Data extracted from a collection
● ● ● ●

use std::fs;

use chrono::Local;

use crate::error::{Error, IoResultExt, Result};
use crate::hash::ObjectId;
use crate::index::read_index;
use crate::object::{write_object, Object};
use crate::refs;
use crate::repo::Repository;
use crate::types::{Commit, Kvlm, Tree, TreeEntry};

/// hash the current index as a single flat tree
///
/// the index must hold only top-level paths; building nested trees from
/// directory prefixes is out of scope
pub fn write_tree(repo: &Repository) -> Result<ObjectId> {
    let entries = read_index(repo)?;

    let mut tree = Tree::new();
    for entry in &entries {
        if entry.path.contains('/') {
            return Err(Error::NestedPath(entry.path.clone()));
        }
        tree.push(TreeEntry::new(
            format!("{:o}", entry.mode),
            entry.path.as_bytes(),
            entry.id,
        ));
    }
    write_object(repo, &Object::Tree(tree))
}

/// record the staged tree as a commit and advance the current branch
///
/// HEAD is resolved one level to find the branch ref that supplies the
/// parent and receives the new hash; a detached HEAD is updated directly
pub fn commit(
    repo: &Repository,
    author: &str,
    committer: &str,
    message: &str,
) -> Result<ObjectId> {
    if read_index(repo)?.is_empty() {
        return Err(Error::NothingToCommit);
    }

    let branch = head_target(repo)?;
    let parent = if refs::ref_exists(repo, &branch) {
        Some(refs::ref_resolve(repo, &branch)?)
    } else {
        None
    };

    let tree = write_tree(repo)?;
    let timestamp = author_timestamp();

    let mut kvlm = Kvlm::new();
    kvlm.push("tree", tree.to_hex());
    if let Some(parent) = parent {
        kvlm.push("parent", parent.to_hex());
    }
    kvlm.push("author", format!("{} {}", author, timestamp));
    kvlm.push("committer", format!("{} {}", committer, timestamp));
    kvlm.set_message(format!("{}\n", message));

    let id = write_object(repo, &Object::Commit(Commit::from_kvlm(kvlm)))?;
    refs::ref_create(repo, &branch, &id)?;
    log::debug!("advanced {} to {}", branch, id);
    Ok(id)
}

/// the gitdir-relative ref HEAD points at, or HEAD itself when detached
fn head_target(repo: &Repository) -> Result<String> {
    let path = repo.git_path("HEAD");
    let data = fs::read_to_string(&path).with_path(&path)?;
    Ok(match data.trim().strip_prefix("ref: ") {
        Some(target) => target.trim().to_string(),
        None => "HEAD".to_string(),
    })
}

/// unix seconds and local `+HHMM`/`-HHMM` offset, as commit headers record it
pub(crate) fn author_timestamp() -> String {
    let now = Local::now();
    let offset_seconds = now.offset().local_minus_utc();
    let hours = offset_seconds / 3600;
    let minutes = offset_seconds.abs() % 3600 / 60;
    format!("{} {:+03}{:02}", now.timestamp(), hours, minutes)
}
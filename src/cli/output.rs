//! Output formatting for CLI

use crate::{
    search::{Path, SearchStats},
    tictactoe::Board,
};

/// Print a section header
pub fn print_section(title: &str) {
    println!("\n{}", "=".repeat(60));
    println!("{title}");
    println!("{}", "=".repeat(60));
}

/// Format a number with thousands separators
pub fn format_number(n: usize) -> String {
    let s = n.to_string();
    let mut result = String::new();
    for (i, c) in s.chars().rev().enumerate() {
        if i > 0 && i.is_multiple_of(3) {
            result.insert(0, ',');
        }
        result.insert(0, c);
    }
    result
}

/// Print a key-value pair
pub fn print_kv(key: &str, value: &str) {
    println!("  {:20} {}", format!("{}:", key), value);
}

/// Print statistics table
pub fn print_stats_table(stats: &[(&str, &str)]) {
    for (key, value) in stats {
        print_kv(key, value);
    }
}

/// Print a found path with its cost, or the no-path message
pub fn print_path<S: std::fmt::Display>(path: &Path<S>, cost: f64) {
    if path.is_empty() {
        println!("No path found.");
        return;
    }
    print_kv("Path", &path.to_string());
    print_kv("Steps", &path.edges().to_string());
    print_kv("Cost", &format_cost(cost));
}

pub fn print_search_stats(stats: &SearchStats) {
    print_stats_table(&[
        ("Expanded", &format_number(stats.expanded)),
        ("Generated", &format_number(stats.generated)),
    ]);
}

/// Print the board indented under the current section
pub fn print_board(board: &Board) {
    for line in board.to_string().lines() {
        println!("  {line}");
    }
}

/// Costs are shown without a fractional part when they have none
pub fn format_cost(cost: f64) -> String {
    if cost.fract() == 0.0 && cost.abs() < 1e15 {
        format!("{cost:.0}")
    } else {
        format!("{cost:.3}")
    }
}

● ● ● ●

[YOUR OBJECTIVE]:
What lines of the data include the word "entries"? Copy each of them.

[COMPLETED EXERCISE]:
    let entries = read_index(repo)?;
    for entry in &entries {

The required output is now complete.